LUGARES MAGAZINE Nro. 95
Pag. 60 al 73
By: Rossana Acquasanta
Photos: Nacho Calonge
A TRIP TO PUNTA NINFAS
The long journey to eastern Patagonia started in Buenos Aires. We made a stop for refreshments at a ranch ("estancia") in Olavarria, and as from Viedma our itinerary almost constantly followed the coastline. Crossing dunes, and skirting cliff-edge beaches, we made a complete circuit around Peninsula de Valdes, went through Puerto Madryn and continued to Punta Ninfas, the distant end to this trip featuring choppy seas and endless gravel beaches.
First we had planned a classical tour of Valdes, but fate decreed our project should be more ambitious, so suddenly Nissan turned up with its little jewel, the XTerra.
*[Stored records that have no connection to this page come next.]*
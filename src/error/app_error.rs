use std::borrow::Cow;

use actix_web::{http::StatusCode, HttpResponse, ResponseError};
use serde::Serialize;
use thiserror::Error;

#[derive(Debug, Clone, PartialEq, Eq, Serialize)]
pub struct ValidationIssue {
    pub field: String,
    pub message: String,
    pub code: String,
}

#[derive(Debug, Error)]
pub enum AppError {
    #[error("Database error: {0}")]
    DatabaseError(sqlx::Error),

    #[error("Not found: {0}")]
    NotFound(String),

    #[error("Unauthorized")]
    Unauthorized,

    #[error("Validation error: {message}")]
    ValidationError {
        message: String,
        issues: Vec<ValidationIssue>,
    },

    #[error("Conflict: {0}")]
    Conflict(String),

    #[error("Internal server error")]
    InternalError(#[source] anyhow::Error),

    #[error("Bad request: {0}")]
    BadRequest(String),

    #[error("Token expired")]
    TokenExpired,

    #[error("Invalid token")]
    InvalidToken,

    #[error("Too many requests")]
    RateLimited,

    #[error("Service unavailable: {service}")]
    ServiceUnavailable { service: String, message: String },
}

/// Error half of the `{success, message, data}` envelope.
#[derive(Debug, Serialize)]
struct ErrorEnvelope<'a> {
    success: bool,
    message: Cow<'a, str>,
    data: Option<()>,
    code: &'static str,
    #[serde(skip_serializing_if = "Option::is_none")]
    details: Option<&'a [ValidationIssue]>,
}

impl ResponseError for AppError {
    fn error_response(&self) -> HttpResponse {
        HttpResponse::build(self.status_code()).json(ErrorEnvelope {
            success: false,
            message: self.public_message(),
            data: None,
            code: self.error_code(),
            details: self.validation_issues(),
        })
    }

    fn status_code(&self) -> StatusCode {
        self.classify().0
    }
}

impl AppError {
    pub fn error_code(&self) -> &'static str {
        self.classify().1
    }

    fn classify(&self) -> (StatusCode, &'static str) {
        match self {
            AppError::ValidationError { .. } => (StatusCode::BAD_REQUEST, "VALIDATION_ERROR"),
            AppError::BadRequest(_) => (StatusCode::BAD_REQUEST, "BAD_REQUEST"),
            AppError::Unauthorized => (StatusCode::UNAUTHORIZED, "UNAUTHORIZED"),
            AppError::TokenExpired => (StatusCode::UNAUTHORIZED, "TOKEN_EXPIRED"),
            AppError::InvalidToken => (StatusCode::UNAUTHORIZED, "INVALID_TOKEN"),
            AppError::NotFound(_) => (StatusCode::NOT_FOUND, "NOT_FOUND"),
            AppError::Conflict(_) => (StatusCode::CONFLICT, "CONFLICT"),
            AppError::RateLimited => (StatusCode::TOO_MANY_REQUESTS, "RATE_LIMITED"),
            AppError::ServiceUnavailable { .. } => {
                (StatusCode::SERVICE_UNAVAILABLE, "SERVICE_UNAVAILABLE")
            }
            AppError::DatabaseError(_) => (StatusCode::INTERNAL_SERVER_ERROR, "DATABASE_ERROR"),
            AppError::InternalError(_) => (StatusCode::INTERNAL_SERVER_ERROR, "INTERNAL_ERROR"),
        }
    }

    pub fn validation_error(message: impl Into<String>) -> Self {
        Self::ValidationError {
            message: message.into(),
            issues: Vec::new(),
        }
    }

    pub fn database_unavailable(message: impl Into<String>) -> Self {
        Self::ServiceUnavailable {
            service: "database".to_string(),
            message: message.into(),
        }
    }

    /// Message safe to show clients. Storage and internal failures are
    /// reported generically; their detail only reaches the logs.
    pub(crate) fn public_message(&self) -> Cow<'_, str> {
        match self {
            AppError::DatabaseError(_) | AppError::InternalError(_) => {
                Cow::Borrowed("Internal server error")
            }
            AppError::NotFound(message)
            | AppError::Conflict(message)
            | AppError::BadRequest(message)
            | AppError::ValidationError { message, .. }
            | AppError::ServiceUnavailable { message, .. } => Cow::Borrowed(message),
            AppError::Unauthorized => Cow::Borrowed("Unauthorized"),
            AppError::TokenExpired => Cow::Borrowed("Token expired"),
            AppError::InvalidToken => Cow::Borrowed("Invalid token"),
            AppError::RateLimited => Cow::Borrowed("Too many failed attempts, try again later"),
        }
    }

    fn validation_issues(&self) -> Option<&[ValidationIssue]> {
        match self {
            AppError::ValidationError { issues, .. } if !issues.is_empty() => Some(issues),
            _ => None,
        }
    }
}

pub type AppResult<T> = Result<T, AppError>;
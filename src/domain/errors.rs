use thiserror::Error;

pub const DUPLICATE_EMAIL_MESSAGE: &str = "User with this email already exists";

#[derive(Error, Debug, Clone, PartialEq)]
pub enum DomainError {
    #[error("Validation error: {0}")]
    ValidationError(String),

    #[error("User with this email already exists")]
    DuplicateEmail,
}
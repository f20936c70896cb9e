use chrono::{Duration, Utc};
use jsonwebtoken::{
    decode, decode_header, encode, Algorithm, DecodingKey, EncodingKey, Header, Validation,
};
use serde::{Deserialize, Serialize};
use uuid::Uuid;

use crate::config::AuthConfig;
use crate::error::{AppError, AppResult};

#[derive(Debug, Serialize, Deserialize)]
pub struct Claims {
    /// Account id, as a decimal string.
    pub sub: String,
    pub exp: usize,
    pub iat: usize,
    pub jti: Uuid,
    pub kid: String,
    pub iss: String,
    pub aud: Vec<String>,
}

impl Claims {
    pub fn user_id(&self) -> AppResult<i64> {
        self.sub.parse::<i64>().map_err(|_| AppError::InvalidToken)
    }
}

pub fn create_access_token(user_id: i64, config: &AuthConfig) -> AppResult<String> {
    let now = Utc::now();
    let exp = now + Duration::seconds(config.jwt_expiration_seconds as i64);

    let claims = Claims {
        sub: user_id.to_string(),
        exp: exp.timestamp() as usize,
        iat: now.timestamp() as usize,
        jti: Uuid::new_v4(),
        kid: config.jwt_kid.clone(),
        iss: config.issuer.clone(),
        aud: vec![config.audience.clone()],
    };

    let mut header = Header::new(Algorithm::HS256);
    header.kid = Some(config.jwt_kid.clone());

    encode(
        &header,
        &claims,
        &EncodingKey::from_secret(config.jwt_secret.as_bytes()),
    )
    .map_err(|e| AppError::InternalError(e.into()))
}

pub fn validate_token(token: &str, config: &AuthConfig) -> AppResult<Claims> {
    let header = decode_header(token).map_err(|_| AppError::InvalidToken)?;
    let kid = header.kid.ok_or(AppError::InvalidToken)?;

    let secret = signing_secret_for_kid(config, &kid).ok_or(AppError::InvalidToken)?;

    let mut validation = Validation::new(Algorithm::HS256);
    validation.set_issuer(&[&config.issuer]);
    validation.set_audience(&[&config.audience]);

    decode::<Claims>(
        token,
        &DecodingKey::from_secret(secret.as_bytes()),
        &validation,
    )
    .map(|data| data.claims)
    .map_err(AppError::from)
}

fn signing_secret_for_kid<'a>(config: &'a AuthConfig, kid: &str) -> Option<&'a str> {
    if kid == config.jwt_kid {
        return Some(&config.jwt_secret);
    }

    config
        .previous_jwt_kids
        .iter()
        .position(|existing| existing == kid)
        .and_then(|idx| config.previous_jwt_secrets.get(idx))
        .map(String::as_str)
}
Nobody asked for it, it turned up of its own accord.
However, we weren't going to ignore it: we decided to do highway touring, the favorite Argentine traveling style. And while we were at it, as we were already going so far afield, we might as well stretch the trip along the coast beyond Puerto Madryn. So Punta Ninfas became our final destination.
Three of us made up the LUGARES team: photographer Nacho with his slew of cameras, lenses and tripods; Carolina Aldao, who didn't want to miss the chance of driving the 4WD, which suited me perfectly. We left Buenos Aires late one Wednesday afternoon with our tank full of gas, piles of CDs and tape cassettes, maps, a kit for mate tea, and off we went, eating up the miles, straight to Olavarria.
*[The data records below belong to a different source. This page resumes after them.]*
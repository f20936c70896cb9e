pub mod auth_config;
pub mod database_config;
pub mod defaults;
pub mod security_config;

use figment::{
    providers::{Env, Format, Toml},
    Figment,
};
use serde::Deserialize;

pub use auth_config::{AuthConfig, ConfigError};
pub use database_config::DatabaseConfig;
pub use security_config::SecurityConfig;

#[derive(Debug, Deserialize, Clone)]
pub struct AppConfig {
    #[serde(default = "defaults::default_host")]
    pub host: String,
    #[serde(default = "defaults::default_port")]
    pub port: u16,
    #[serde(default = "defaults::default_environment")]
    pub environment: String,
    pub database: DatabaseConfig,
    pub auth: AuthConfig,
    pub security: SecurityConfig,
    pub logging: LoggingConfig,
}

#[derive(Debug, Deserialize, Clone)]
pub struct LoggingConfig {
    #[serde(default = "defaults::default_logging_level")]
    pub level: String,
    #[serde(default = "defaults::default_logging_json_format")]
    pub json_format: bool,
}

impl AppConfig {
    pub fn from_env() -> Result<Self, Box<figment::Error>> {
        let environment = std::env::var("APP_ENVIRONMENT")
            .ok()
            .and_then(|value| defaults::normalize_optional_string(Some(value)))
            .unwrap_or_else(defaults::default_environment);

        Self::figment(&environment).extract().map_err(Box::new)
    }

    fn figment(environment: &str) -> Figment {
        Figment::new()
            .merge(Toml::file("config/default.toml"))
            .merge(Toml::file(format!("config/{environment}.toml")))
            .merge(Env::prefixed("APP_").split("__"))
            .merge(Env::prefixed("DATABASE_").split("__").map(|key| {
                format!("database.{}", key.as_str()).into()
            }))
            .merge(
                Env::prefixed("AUTH_")
                    .split("__")
                    .map(|key| format!("auth.{}", key.as_str()).into()),
            )
            .merge(
                Env::prefixed("SECURITY_")
                    .split("__")
                    .map(|key| format!("security.{}", key.as_str()).into()),
            )
            .merge(
                Env::prefixed("LOGGING_")
                    .split("__")
                    .map(|key| format!("logging.{}", key.as_str()).into()),
            )
            .merge(
                Env::raw()
                    .only(&["DATABASE_URL", "JWT_SECRET"])
                    .map(|key| match key.as_str() {
                        "DATABASE_URL" => "database.url".into(),
                        "JWT_SECRET" => "auth.jwt_secret".into(),
                        _ => key.into(),
                    }),
            )
    }

    pub fn is_production(&self) -> bool {
        self.environment.eq_ignore_ascii_case("production")
    }

    pub fn validate(&self) -> Result<(), ConfigError> {
        self.auth.validate()
    }
}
Without leaving the paved road, we headed straight for the ranch a stone's throw away from that spot, where we would sleep the first night.
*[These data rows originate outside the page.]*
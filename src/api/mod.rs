pub mod dtos;
pub mod openapi;
pub mod routes;
use std::sync::Arc;

use tracing::{info, warn};
use validator::Validate;

use crate::api::dtos::{AuthResponse, LoginRequest, SignupRequest, UserResponse};
use crate::application::mapper::map_user_response;
use crate::config::AuthConfig;
use crate::domain::user::{local_external_uid, normalize_email};
use crate::domain::{DomainError, NewUser, User};
use crate::error::{AppError, AppResult};
use crate::infrastructure::repositories::UserRepository;
use crate::utils::hash::{hash_password, verify_password};
use crate::utils::jwt::create_access_token;

pub const MISSING_CREDENTIALS_MESSAGE: &str = "Email and password are required";

#[derive(Clone)]
pub struct AuthService {
    user_repo: Arc<dyn UserRepository>,
    config: AuthConfig,
}

impl AuthService {
    pub fn new(user_repo: Arc<dyn UserRepository>, config: AuthConfig) -> Self {
        Self { user_repo, config }
    }

    pub fn config(&self) -> &AuthConfig {
        &self.config
    }

    pub async fn signup(&self, request: SignupRequest) -> AppResult<AuthResponse> {
        let request = request.normalized();
        request.validate()?;

        if self.user_repo.find_by_email(&request.email).await?.is_some() {
            return Err(DomainError::DuplicateEmail.into());
        }

        let new_user = NewUser {
            password_hash: Some(hash_password(&request.password)?),
            user_name: request.name,
            email: request.email,
            phone_number: request.phone_number,
            address_text: request.address,
            external_uid: local_external_uid(),
        };

        let user = match self.user_repo.create(&new_user).await {
            Ok(user) => user,
            Err(AppError::Conflict(_)) => return Err(DomainError::DuplicateEmail.into()),
            Err(error) => return Err(error),
        };

        info!(user_id = user.id, "user signed up");
        self.issue(&user)
    }

    pub async fn login(&self, request: &LoginRequest) -> AppResult<AuthResponse> {
        let (email, password) = request
            .credentials()
            .ok_or_else(|| AppError::BadRequest(MISSING_CREDENTIALS_MESSAGE.to_string()))?;
        let email = normalize_email(email);

        let user = match self.user_repo.find_by_email(&email).await? {
            Some(user) => self.check_password(user, password)?,
            None if self.config.auto_provision_on_login => {
                self.provision_account(&email, password).await?
            }
            None => return Err(AppError::Unauthorized),
        };

        self.issue(&user)
    }

    /// Creates the account for a first login. When a concurrent request
    /// inserted the same email first, that account is returned instead,
    /// provided the password matches it.
    pub async fn provision_account(&self, email: &str, password: &str) -> AppResult<User> {
        let new_user = NewUser::provisioned(email, Some(hash_password(password)?));

        match self.user_repo.create(&new_user).await {
            Ok(user) => {
                info!(user_id = user.id, "account provisioned on first login");
                Ok(user)
            }
            Err(AppError::Conflict(_)) => {
                let existing = self
                    .user_repo
                    .find_by_email(&new_user.email)
                    .await?
                    .ok_or(AppError::Unauthorized)?;
                self.check_password(existing, password)
            }
            Err(error) => Err(error),
        }
    }

    pub async fn profile(&self, user_id: i64) -> AppResult<UserResponse> {
        let user = self
            .user_repo
            .find_by_id(user_id)
            .await?
            .ok_or_else(|| AppError::NotFound("User not found".to_string()))?;

        Ok(map_user_response(&user))
    }

    /// Accounts without a stored credential cannot sign in with a password.
    fn check_password(&self, user: User, password: &str) -> AppResult<User> {
        let Some(hash) = user.password_hash.as_deref() else {
            warn!(user_id = user.id, "login refused: account has no password credential");
            return Err(AppError::Unauthorized);
        };

        if verify_password(password, hash)? {
            Ok(user)
        } else {
            warn!(user_id = user.id, "password mismatch");
            Err(AppError::Unauthorized)
        }
    }

    fn issue(&self, user: &User) -> AppResult<AuthResponse> {
        Ok(AuthResponse {
            token: create_access_token(user.id, &self.config)?,
            user: map_user_response(user),
        })
    }
}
We arrive almost at midnight to an undeserved reception from the Larrañaga family in full force -owners Cristian and Claudia, little Pilar and Ignacio in their pajamas, plus a friend, waiting for us with a set dinner table, as though it only were 9 o'clock... They made us feel a little better by assuring us that in their house they always got to bed late, and true to their word, after a generous and healthy repast, accompanied us in an after-dinner chat until the wee hours of the morning.
On the following morning we toured part of the property, where there are plenty of horses, and llamas! This is a perfect place to bring your children; there are only two guestrooms, usually offered to families, with adults in one and kids in the other. "That way nobody bothers the kids, and we can give them exclusive attention," commented Cristian.
By midday, a delicious aroma of barbecue began spreading around, leading us by the nose to the quincho ("barbecue house"). There we found "don" Roberto Valenzuela, an Olavarria baqueano (gaucho tracker) in his seventies, with more pep than all the rest of the town put together, busy spreading the coals under the meat. He is in charge of the cattle and horses on the ranch; efficient and unassuming, no sooner was the asado (barbecue) ready than Roberto bade us bon appetit and took his leave.
We did justice to the empanadas and the grilled beef and, "bloated" with good cheer and food, we said our good-byes with a prophetic "see you soon".
To spice up the ennui of the plains, we made a very slight detour to the west, going by De la Ventana Hill. The twisting and turning roadway made things more interesting, and until we reached Bahia Blanca, Caro kept her foot off the brake. A storm was brewing, and our world began to fill with threatening clouds that thickened and produced volleys of lightning, followed by bucketfuls of rain.
The deluge continued until we were almost at Carmen de Patagones. Caro, despite her tiredness, was satisfied: "this baby is "something else", she chortled, patting the wheel. That is when we christened the 4WD the Silver Bullet, inspired by its steel-gray color. We entered the last town in Buenos Aires province, ready to sleep in any bed. But it wasn't to be. So we crossed the Rio Negro to take shelter in Viedma, the "ex-future" Argentine capital city.
A quick spin along the waterfront, on Francisco de Viedma Avenue and beyond showed us a quiet city with a tree-lined shore and the splendid river that gives it its name.
Two bridges span the river, and there is also a wharf for the ferry plying between Patagones and Viedma.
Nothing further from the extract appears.